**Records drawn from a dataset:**
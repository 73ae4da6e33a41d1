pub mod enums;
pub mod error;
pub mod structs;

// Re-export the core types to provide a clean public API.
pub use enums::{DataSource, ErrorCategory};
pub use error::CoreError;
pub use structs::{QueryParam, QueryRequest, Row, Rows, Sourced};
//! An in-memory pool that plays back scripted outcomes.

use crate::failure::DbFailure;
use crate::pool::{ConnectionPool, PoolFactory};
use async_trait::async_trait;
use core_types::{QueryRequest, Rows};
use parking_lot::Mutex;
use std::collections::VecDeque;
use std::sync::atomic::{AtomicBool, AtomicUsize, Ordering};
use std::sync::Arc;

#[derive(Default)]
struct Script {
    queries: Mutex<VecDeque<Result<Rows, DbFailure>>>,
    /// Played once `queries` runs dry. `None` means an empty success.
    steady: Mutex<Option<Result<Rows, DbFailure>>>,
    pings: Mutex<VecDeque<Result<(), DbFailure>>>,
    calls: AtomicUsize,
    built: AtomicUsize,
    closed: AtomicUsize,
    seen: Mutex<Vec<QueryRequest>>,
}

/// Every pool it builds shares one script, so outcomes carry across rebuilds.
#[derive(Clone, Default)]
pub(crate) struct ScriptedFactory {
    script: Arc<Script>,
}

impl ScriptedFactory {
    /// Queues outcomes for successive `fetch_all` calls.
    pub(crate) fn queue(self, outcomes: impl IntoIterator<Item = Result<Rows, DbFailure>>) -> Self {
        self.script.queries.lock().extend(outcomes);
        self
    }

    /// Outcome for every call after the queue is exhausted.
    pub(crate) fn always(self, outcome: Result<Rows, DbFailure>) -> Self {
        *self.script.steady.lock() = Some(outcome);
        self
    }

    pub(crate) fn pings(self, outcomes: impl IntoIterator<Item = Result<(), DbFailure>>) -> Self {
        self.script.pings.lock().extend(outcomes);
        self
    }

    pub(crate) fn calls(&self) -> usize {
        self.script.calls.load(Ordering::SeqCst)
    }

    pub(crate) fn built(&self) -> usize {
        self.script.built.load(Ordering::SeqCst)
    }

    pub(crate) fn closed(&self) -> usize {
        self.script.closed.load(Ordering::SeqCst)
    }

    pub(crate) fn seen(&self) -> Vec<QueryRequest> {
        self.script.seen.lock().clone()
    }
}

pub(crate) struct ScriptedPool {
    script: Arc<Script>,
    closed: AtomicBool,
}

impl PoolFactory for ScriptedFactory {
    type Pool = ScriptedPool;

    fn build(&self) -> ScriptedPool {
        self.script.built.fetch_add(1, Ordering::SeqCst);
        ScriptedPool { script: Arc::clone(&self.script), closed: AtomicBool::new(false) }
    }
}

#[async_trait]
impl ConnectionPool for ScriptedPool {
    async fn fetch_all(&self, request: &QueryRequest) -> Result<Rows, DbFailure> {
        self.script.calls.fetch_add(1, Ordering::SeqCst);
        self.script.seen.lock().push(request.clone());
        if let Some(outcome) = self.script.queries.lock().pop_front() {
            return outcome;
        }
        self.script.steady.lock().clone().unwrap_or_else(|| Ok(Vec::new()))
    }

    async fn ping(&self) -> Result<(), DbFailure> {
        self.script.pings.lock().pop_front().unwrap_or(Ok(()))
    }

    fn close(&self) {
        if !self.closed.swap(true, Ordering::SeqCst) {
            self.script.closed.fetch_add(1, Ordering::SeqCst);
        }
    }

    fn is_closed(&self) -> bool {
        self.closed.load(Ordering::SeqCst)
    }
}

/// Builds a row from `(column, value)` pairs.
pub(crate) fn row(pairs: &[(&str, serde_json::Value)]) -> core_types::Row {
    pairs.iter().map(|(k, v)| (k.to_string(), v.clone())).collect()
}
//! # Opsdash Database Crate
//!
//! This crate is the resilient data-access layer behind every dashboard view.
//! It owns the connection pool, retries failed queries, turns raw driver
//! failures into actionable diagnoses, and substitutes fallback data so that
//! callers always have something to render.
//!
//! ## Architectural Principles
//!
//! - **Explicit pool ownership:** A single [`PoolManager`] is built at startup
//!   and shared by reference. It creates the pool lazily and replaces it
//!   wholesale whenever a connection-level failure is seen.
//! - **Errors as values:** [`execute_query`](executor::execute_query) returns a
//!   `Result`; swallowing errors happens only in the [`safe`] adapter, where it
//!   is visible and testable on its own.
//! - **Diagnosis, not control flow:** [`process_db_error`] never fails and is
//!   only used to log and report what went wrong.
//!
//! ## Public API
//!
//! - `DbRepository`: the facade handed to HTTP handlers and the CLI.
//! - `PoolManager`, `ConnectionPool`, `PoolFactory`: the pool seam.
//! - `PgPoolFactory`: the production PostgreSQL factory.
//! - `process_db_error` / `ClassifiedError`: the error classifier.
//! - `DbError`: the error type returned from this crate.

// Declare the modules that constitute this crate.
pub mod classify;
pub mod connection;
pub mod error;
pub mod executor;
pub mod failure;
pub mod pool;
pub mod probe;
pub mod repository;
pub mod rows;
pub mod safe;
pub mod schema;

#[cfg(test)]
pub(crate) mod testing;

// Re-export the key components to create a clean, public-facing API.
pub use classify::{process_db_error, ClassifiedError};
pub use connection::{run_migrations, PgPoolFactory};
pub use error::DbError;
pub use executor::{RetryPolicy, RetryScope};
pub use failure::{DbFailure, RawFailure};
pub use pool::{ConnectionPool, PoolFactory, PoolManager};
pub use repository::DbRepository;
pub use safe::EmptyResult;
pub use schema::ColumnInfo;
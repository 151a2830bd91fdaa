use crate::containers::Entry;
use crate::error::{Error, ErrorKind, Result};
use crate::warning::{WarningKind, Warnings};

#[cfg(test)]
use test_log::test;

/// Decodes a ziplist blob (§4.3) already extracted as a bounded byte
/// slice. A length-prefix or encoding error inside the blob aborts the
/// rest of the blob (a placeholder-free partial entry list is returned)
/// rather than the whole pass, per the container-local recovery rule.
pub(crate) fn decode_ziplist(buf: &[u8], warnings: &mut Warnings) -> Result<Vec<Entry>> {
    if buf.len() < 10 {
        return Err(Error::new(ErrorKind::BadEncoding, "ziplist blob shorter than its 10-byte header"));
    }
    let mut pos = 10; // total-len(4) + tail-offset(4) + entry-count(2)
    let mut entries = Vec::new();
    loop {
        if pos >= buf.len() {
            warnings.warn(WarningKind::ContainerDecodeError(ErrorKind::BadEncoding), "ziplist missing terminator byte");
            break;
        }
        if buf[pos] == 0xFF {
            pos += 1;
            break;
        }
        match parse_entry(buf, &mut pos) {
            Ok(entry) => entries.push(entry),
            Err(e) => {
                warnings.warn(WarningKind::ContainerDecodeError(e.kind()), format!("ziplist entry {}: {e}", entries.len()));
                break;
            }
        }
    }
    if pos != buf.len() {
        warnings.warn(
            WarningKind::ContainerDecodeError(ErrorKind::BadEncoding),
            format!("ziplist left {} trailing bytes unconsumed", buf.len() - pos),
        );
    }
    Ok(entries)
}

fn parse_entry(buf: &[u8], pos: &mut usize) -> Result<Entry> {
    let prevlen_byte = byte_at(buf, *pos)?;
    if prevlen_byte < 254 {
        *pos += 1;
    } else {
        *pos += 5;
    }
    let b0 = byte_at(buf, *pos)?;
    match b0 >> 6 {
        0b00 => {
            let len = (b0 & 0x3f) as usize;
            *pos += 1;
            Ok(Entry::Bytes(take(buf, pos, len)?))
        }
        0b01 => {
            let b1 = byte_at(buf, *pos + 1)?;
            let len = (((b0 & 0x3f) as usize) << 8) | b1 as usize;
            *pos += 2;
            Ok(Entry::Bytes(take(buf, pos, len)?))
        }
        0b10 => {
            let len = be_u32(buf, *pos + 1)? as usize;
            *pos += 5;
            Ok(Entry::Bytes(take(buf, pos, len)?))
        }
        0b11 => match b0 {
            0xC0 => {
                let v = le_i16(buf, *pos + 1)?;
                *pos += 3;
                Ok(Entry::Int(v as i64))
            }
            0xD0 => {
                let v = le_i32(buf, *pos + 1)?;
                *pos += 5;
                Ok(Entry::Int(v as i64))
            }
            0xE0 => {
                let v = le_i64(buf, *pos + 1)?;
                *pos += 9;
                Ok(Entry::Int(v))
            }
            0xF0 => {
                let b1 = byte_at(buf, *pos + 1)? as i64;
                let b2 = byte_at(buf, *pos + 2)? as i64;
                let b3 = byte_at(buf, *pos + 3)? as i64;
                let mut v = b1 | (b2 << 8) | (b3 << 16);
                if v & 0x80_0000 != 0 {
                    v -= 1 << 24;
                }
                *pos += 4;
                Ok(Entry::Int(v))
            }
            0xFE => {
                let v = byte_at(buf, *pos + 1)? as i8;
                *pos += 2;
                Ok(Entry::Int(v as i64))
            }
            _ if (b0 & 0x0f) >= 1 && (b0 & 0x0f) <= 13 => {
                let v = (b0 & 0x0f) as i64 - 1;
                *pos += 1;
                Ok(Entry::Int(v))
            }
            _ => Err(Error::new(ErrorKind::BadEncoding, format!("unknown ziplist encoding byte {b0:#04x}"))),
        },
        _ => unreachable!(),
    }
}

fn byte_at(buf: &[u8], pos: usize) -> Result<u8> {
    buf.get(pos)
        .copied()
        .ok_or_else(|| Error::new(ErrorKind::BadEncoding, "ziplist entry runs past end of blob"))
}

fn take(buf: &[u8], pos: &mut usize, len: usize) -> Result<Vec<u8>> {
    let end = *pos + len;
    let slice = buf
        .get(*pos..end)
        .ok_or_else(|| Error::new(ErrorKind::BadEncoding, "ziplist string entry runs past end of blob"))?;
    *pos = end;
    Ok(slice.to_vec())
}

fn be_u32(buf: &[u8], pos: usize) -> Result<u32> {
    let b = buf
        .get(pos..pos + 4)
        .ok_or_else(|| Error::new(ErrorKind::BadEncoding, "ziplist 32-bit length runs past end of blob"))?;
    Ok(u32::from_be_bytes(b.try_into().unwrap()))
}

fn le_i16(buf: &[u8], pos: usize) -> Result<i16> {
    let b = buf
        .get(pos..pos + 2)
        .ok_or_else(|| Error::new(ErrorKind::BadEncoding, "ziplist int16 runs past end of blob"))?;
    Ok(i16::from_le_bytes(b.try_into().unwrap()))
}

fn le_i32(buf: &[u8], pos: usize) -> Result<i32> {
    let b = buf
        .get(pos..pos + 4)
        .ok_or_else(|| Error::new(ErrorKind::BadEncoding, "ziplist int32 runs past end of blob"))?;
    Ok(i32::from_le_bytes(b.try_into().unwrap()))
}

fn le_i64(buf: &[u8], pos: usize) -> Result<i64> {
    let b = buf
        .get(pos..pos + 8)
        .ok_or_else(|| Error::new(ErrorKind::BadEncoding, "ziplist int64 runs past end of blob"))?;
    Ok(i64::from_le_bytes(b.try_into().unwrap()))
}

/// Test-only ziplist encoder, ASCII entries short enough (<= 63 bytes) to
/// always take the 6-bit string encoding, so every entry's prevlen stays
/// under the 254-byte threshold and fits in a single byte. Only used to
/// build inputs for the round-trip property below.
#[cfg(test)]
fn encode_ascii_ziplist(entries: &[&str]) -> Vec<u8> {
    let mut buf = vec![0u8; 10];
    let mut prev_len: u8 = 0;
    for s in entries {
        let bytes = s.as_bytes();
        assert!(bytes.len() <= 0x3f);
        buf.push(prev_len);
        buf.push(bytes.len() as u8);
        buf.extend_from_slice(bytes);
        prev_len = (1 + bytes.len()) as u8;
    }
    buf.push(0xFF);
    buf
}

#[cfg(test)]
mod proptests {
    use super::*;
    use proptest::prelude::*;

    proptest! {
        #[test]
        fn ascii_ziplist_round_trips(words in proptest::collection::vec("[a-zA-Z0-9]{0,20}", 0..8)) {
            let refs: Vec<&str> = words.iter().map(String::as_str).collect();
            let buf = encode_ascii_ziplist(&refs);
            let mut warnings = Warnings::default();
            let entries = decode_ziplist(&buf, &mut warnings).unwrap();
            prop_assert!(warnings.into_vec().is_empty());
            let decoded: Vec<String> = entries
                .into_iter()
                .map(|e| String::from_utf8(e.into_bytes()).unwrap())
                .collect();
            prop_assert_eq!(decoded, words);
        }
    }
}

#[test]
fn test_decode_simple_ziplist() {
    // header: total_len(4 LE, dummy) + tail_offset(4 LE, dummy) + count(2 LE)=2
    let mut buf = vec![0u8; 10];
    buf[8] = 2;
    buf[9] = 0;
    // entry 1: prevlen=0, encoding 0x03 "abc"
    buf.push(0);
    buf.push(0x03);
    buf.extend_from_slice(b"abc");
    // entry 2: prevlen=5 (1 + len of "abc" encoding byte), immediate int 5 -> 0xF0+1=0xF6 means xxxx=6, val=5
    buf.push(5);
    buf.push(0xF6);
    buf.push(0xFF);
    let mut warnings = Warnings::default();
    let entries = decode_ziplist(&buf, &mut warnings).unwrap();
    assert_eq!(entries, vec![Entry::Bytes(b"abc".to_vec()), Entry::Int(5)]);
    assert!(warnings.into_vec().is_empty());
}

* * *

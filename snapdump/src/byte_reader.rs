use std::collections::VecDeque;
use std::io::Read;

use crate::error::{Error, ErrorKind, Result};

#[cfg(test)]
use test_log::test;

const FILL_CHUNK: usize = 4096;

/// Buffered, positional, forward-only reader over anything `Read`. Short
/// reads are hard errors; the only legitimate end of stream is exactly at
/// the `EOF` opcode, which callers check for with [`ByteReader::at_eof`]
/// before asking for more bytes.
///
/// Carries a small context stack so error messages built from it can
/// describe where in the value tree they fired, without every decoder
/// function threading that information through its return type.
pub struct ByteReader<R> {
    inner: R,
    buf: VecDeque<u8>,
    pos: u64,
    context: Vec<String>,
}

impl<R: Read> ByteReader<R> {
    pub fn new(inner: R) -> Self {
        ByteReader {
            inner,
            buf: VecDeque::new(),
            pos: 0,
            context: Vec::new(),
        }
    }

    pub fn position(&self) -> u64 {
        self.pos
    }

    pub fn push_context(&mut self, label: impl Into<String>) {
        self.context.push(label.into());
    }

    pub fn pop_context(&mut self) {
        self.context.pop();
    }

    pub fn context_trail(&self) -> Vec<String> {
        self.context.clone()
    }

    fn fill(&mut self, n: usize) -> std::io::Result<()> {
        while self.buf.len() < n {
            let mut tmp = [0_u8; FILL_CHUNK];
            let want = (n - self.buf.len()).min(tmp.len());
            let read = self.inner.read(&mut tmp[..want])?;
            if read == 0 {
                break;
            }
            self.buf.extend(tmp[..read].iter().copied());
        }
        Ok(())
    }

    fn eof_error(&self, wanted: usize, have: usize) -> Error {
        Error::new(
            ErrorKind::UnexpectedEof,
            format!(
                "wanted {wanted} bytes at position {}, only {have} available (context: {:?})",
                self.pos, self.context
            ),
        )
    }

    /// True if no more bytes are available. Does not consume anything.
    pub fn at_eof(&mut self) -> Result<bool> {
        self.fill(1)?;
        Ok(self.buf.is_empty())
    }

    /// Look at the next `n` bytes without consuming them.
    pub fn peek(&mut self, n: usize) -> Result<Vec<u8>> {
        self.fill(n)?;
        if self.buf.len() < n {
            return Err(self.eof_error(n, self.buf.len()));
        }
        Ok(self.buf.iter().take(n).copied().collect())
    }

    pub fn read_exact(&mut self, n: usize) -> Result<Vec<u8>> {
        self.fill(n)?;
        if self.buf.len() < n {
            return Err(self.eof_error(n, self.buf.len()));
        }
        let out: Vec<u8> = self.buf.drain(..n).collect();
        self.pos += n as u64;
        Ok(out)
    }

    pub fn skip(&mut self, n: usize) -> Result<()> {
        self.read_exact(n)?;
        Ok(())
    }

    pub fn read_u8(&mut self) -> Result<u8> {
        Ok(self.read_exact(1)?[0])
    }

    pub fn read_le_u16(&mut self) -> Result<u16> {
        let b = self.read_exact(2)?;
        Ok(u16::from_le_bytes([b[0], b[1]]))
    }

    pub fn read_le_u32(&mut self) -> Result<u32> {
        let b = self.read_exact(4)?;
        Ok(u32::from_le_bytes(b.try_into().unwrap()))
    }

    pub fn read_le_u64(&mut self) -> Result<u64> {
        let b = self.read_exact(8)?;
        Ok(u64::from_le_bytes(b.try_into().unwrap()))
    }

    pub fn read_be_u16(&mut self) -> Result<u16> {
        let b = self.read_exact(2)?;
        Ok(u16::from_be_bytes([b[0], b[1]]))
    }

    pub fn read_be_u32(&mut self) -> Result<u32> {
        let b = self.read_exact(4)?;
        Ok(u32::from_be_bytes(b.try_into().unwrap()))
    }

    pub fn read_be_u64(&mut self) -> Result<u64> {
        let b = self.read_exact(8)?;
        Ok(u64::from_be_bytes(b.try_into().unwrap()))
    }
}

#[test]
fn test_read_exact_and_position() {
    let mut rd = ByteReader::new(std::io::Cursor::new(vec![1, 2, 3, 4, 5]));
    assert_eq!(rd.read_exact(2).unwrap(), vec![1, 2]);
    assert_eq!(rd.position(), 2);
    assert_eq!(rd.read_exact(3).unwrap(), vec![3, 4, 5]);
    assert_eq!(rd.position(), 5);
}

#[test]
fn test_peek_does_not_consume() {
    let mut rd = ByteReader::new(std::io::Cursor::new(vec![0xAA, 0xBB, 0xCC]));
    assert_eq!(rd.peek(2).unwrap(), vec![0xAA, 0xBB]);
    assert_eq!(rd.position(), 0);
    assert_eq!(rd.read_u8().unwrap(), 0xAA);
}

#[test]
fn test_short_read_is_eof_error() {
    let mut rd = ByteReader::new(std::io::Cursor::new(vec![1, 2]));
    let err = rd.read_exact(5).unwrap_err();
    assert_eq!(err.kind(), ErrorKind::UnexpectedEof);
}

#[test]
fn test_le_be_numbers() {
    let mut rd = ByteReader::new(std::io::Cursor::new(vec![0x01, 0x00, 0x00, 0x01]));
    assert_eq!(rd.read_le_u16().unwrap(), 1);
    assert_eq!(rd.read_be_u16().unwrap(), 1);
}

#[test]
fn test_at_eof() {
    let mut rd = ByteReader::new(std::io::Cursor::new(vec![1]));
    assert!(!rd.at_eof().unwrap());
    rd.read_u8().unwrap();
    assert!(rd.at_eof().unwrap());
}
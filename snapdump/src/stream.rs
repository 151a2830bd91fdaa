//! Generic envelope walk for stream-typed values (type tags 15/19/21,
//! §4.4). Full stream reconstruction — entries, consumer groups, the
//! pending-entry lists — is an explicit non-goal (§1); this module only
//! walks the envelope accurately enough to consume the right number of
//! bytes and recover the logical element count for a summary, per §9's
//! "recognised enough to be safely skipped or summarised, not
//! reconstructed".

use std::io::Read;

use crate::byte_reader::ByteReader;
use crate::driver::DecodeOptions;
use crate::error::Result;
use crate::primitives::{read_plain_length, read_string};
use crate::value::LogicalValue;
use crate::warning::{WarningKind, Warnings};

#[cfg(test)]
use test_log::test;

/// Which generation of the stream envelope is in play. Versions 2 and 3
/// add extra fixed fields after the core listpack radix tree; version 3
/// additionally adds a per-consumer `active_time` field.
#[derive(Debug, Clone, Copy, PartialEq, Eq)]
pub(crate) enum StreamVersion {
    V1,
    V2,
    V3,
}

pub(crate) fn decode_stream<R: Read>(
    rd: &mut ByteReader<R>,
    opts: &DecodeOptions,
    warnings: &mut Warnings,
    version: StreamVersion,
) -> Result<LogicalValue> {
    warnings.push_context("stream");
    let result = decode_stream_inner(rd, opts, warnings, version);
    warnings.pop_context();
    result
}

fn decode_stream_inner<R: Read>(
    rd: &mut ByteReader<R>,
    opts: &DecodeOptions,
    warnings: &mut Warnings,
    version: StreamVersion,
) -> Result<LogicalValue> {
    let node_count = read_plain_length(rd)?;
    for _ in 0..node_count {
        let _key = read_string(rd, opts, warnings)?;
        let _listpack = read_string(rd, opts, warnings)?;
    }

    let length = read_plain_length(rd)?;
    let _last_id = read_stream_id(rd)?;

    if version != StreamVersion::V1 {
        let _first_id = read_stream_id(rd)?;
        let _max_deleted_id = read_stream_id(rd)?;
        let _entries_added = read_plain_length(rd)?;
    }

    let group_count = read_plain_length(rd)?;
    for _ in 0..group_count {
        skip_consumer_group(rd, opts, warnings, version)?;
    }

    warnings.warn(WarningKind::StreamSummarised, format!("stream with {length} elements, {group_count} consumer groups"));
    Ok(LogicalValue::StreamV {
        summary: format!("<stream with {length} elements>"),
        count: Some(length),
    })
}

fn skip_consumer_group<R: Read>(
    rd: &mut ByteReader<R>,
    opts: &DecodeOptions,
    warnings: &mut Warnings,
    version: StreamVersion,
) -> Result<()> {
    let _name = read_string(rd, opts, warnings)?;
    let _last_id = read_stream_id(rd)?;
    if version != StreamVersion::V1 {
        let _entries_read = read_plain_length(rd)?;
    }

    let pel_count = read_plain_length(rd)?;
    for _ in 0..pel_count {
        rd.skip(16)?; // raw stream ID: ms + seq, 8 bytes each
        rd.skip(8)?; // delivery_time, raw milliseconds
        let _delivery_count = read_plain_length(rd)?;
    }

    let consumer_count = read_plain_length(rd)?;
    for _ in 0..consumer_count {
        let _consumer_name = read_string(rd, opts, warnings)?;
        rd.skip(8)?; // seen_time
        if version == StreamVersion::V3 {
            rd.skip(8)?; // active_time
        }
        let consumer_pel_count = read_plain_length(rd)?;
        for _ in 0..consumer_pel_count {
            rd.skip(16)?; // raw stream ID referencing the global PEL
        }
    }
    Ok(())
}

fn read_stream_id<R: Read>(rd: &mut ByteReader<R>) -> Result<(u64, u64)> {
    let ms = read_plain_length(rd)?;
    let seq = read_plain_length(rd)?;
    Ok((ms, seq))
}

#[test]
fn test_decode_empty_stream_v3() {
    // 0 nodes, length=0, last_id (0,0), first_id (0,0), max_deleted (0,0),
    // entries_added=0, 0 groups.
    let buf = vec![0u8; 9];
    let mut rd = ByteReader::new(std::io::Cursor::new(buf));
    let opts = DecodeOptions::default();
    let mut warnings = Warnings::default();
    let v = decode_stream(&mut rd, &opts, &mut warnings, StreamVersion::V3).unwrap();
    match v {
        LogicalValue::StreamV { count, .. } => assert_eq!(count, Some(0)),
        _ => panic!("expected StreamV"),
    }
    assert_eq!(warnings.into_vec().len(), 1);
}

==

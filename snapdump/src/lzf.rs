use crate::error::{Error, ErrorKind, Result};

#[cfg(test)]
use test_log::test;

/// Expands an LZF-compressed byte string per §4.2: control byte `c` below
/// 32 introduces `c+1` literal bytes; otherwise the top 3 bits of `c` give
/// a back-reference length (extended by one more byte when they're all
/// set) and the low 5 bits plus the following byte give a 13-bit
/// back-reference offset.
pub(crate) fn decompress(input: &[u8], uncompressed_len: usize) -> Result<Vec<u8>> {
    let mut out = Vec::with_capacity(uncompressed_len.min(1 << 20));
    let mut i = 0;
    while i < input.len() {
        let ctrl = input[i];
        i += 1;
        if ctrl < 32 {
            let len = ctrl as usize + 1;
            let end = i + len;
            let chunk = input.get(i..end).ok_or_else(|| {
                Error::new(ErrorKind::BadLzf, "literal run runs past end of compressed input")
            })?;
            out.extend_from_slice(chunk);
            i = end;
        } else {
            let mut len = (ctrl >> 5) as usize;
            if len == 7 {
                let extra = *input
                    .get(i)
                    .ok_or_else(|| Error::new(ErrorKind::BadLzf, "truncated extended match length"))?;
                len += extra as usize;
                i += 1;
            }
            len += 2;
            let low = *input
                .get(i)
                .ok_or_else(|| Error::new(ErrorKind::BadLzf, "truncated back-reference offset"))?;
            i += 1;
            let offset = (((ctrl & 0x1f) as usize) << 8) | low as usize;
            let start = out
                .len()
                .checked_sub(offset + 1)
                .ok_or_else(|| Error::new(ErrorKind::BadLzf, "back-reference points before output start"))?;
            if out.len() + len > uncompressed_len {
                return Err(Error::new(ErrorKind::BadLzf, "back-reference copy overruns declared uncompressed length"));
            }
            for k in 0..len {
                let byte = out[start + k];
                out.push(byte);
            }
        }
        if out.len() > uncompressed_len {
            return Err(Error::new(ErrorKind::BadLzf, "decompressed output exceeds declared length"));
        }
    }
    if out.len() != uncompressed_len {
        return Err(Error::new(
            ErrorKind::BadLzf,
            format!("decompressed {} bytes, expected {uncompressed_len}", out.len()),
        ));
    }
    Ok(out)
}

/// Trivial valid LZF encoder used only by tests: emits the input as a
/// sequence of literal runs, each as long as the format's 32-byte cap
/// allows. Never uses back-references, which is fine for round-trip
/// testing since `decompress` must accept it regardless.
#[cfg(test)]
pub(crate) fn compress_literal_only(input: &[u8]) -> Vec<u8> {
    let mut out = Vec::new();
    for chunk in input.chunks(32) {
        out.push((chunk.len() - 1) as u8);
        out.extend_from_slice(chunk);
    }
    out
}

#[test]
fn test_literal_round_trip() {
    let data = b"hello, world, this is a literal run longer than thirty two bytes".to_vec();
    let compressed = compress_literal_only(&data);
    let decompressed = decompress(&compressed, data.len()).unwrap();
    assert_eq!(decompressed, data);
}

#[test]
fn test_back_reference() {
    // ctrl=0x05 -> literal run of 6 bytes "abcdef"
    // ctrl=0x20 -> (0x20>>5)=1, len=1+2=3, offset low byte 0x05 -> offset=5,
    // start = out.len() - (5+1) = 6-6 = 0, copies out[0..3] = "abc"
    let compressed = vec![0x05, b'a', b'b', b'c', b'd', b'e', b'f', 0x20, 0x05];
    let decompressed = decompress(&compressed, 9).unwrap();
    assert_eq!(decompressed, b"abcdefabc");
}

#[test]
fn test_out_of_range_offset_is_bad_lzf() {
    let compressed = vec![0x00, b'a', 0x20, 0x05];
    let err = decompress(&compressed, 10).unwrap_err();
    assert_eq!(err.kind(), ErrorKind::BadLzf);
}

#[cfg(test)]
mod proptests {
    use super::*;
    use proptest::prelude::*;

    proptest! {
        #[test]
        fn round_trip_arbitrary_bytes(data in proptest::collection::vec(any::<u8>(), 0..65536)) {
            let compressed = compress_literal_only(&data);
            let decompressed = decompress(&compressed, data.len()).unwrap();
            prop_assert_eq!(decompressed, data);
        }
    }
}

**Brief:** Each line above that includes the word "always" is to be copied.

**Task result:**
    pub(crate) fn always(self, outcome: Result<Rows, DbFailure>) -> Self {
//! callers always have something to render.
/// always take the 6-bit string encoding, so every entry's prevlen stays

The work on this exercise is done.